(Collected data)
******************************

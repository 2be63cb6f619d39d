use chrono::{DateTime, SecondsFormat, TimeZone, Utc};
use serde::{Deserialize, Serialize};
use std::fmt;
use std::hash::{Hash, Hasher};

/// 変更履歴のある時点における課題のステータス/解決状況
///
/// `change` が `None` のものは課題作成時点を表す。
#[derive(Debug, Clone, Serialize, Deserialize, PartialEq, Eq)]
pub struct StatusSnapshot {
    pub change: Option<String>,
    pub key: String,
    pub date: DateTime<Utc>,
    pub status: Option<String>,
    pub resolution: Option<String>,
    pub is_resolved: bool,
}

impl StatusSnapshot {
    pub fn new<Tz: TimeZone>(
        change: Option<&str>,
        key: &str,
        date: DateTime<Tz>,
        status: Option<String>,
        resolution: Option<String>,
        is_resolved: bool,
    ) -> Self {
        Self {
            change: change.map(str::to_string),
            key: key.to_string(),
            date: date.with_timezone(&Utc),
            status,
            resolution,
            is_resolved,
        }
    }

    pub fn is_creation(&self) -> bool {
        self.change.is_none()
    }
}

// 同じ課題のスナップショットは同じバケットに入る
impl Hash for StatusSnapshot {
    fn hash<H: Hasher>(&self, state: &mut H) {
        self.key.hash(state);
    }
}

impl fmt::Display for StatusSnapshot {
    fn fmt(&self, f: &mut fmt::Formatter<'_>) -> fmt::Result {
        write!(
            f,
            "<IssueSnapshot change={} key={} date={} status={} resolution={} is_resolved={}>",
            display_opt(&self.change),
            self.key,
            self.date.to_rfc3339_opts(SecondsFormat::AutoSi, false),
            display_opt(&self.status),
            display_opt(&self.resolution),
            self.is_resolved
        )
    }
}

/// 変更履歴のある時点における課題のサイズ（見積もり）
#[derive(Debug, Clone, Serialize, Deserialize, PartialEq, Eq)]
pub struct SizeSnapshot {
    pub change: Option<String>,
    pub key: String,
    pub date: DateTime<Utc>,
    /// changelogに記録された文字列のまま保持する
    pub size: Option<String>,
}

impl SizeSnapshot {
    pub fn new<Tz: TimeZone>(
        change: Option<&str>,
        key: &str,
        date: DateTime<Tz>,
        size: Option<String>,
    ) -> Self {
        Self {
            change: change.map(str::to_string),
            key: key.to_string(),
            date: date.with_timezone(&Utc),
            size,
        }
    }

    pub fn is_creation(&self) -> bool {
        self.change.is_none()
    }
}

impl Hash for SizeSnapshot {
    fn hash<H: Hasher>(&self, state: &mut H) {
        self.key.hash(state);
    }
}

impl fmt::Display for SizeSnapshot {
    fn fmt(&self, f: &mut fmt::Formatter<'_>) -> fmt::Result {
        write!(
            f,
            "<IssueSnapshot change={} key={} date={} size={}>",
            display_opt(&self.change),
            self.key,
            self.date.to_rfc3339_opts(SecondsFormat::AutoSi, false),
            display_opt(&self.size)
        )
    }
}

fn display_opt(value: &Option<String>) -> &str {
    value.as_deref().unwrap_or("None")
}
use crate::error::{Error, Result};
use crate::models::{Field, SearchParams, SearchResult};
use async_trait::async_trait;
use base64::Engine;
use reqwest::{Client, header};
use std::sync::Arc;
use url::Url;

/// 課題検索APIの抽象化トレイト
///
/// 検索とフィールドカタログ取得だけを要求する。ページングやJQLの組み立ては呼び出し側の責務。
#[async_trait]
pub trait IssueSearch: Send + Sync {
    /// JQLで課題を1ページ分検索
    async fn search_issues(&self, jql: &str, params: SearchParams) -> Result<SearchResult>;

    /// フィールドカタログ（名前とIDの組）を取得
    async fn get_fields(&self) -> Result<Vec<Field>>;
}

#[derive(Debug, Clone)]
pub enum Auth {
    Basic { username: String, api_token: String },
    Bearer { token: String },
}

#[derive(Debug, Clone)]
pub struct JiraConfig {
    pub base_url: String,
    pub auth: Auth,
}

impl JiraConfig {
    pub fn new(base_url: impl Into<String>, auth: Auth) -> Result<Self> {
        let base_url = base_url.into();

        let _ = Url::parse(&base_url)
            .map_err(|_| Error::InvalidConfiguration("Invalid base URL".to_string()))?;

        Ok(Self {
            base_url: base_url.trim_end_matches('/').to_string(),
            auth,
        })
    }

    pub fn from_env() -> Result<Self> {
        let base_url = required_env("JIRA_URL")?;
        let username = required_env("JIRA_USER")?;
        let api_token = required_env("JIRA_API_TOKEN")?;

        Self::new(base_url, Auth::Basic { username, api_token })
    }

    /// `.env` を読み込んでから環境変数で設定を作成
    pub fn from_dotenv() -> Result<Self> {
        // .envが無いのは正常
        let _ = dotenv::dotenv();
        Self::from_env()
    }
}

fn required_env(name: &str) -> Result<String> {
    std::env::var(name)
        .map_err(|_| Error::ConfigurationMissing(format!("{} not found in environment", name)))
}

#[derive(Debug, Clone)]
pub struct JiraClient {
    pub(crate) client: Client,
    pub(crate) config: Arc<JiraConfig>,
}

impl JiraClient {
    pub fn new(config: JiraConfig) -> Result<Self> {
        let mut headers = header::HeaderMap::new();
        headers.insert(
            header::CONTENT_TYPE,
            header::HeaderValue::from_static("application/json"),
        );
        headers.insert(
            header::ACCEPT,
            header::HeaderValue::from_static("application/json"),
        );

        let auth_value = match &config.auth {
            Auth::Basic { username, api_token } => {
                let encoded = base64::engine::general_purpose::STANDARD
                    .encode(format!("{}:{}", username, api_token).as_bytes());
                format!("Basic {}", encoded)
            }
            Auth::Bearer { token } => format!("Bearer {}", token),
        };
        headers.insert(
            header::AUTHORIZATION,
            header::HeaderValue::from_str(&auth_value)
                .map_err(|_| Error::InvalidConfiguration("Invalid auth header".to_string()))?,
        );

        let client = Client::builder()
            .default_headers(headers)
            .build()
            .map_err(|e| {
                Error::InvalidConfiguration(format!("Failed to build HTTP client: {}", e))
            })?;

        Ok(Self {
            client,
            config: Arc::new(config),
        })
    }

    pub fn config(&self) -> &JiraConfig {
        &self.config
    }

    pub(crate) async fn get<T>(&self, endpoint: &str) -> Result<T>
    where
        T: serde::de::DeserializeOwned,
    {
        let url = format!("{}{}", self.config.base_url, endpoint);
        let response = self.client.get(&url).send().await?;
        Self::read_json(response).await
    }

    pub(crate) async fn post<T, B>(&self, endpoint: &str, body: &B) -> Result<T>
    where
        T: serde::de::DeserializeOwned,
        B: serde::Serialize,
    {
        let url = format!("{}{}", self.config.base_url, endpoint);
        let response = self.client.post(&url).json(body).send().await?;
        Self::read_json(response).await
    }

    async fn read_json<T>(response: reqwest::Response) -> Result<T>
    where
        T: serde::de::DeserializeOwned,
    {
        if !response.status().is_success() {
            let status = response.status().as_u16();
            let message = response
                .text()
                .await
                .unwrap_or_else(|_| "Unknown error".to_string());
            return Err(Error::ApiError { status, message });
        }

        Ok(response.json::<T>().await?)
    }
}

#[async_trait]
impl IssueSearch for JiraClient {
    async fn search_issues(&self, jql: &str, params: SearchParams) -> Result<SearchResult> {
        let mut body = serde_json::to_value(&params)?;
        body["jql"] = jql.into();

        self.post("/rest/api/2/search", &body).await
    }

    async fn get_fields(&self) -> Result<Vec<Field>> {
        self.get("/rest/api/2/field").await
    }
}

******************************

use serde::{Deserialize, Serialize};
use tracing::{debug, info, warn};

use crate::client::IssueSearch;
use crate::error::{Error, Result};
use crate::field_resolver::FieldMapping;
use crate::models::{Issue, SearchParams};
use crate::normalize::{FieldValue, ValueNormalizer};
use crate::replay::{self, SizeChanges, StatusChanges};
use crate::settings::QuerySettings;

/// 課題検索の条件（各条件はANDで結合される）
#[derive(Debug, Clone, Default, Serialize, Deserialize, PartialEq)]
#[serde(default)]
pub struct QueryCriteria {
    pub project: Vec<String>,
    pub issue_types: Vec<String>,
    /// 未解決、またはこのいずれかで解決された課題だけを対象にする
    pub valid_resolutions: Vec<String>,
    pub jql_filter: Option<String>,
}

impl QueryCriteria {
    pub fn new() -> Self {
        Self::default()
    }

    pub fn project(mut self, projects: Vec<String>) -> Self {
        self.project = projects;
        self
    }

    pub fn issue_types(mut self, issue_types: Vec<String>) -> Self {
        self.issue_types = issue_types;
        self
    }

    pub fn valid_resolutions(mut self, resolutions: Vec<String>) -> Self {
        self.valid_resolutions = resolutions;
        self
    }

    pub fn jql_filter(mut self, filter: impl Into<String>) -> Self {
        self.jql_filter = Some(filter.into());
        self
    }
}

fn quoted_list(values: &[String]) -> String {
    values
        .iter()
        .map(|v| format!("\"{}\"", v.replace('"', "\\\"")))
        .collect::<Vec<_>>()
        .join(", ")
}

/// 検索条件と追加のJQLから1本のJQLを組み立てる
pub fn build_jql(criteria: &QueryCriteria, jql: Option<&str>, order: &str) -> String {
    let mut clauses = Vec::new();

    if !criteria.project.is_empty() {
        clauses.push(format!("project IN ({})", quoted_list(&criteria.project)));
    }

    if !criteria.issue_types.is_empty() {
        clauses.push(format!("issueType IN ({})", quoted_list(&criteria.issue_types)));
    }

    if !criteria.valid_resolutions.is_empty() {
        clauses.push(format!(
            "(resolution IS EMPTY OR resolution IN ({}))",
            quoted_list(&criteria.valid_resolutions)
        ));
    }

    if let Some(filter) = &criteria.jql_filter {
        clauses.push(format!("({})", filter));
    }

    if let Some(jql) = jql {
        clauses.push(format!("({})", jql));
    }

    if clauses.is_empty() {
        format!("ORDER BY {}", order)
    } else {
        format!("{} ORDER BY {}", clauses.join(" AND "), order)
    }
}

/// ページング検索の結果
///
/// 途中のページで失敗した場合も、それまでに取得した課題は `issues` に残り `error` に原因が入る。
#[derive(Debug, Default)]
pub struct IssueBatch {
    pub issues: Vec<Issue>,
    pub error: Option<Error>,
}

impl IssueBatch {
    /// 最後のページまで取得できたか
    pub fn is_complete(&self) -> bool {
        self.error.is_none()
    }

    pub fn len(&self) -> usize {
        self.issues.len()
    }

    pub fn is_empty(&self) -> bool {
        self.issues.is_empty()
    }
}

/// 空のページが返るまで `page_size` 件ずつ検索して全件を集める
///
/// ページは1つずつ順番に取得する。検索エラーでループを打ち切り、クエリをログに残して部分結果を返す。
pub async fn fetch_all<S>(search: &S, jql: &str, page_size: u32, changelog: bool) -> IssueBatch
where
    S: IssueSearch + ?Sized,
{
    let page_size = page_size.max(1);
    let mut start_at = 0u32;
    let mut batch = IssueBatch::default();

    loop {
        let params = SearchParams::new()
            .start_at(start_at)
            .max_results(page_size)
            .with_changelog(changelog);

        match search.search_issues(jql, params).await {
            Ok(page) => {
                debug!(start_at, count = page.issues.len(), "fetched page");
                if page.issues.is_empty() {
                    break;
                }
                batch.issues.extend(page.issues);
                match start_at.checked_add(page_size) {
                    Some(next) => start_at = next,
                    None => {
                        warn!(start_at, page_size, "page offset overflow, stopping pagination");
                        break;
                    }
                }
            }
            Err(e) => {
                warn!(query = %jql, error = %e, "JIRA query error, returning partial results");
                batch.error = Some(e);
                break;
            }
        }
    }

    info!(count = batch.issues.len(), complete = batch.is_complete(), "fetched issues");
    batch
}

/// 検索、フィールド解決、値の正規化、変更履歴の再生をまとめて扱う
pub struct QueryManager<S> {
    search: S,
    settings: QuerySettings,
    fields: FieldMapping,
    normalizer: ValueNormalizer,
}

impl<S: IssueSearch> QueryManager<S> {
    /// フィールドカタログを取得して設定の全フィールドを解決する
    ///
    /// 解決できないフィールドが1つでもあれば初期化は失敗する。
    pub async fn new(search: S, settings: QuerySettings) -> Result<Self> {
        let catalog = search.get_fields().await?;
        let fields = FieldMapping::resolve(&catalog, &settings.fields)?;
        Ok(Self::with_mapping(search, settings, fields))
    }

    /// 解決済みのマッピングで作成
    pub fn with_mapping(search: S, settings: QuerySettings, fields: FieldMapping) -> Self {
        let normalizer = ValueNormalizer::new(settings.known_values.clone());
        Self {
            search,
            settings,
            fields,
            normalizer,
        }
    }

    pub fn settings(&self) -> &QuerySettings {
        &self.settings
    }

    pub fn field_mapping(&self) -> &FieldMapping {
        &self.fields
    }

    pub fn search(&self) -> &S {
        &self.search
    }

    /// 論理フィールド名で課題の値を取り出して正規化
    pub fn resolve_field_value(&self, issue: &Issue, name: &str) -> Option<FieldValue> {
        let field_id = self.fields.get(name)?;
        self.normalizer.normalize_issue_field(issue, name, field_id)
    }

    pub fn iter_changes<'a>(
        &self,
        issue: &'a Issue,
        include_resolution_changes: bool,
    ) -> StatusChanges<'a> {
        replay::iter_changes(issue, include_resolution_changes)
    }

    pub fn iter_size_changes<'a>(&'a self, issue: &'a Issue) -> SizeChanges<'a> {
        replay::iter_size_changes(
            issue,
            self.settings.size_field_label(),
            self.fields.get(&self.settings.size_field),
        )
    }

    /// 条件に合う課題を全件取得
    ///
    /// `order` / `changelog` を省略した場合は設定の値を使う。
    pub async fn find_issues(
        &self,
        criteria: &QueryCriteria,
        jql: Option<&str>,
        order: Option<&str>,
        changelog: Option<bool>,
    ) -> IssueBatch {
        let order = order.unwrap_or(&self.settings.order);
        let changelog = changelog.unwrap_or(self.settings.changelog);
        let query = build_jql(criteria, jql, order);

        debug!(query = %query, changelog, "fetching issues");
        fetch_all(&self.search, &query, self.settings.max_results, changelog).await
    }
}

******************************

▶ [WHAT YOU WILL DO]: For the word "QuerySettings", count the lines in the records that contain it. Give the number and no other words.

▶ [EXERCISE OUTPUT]: 5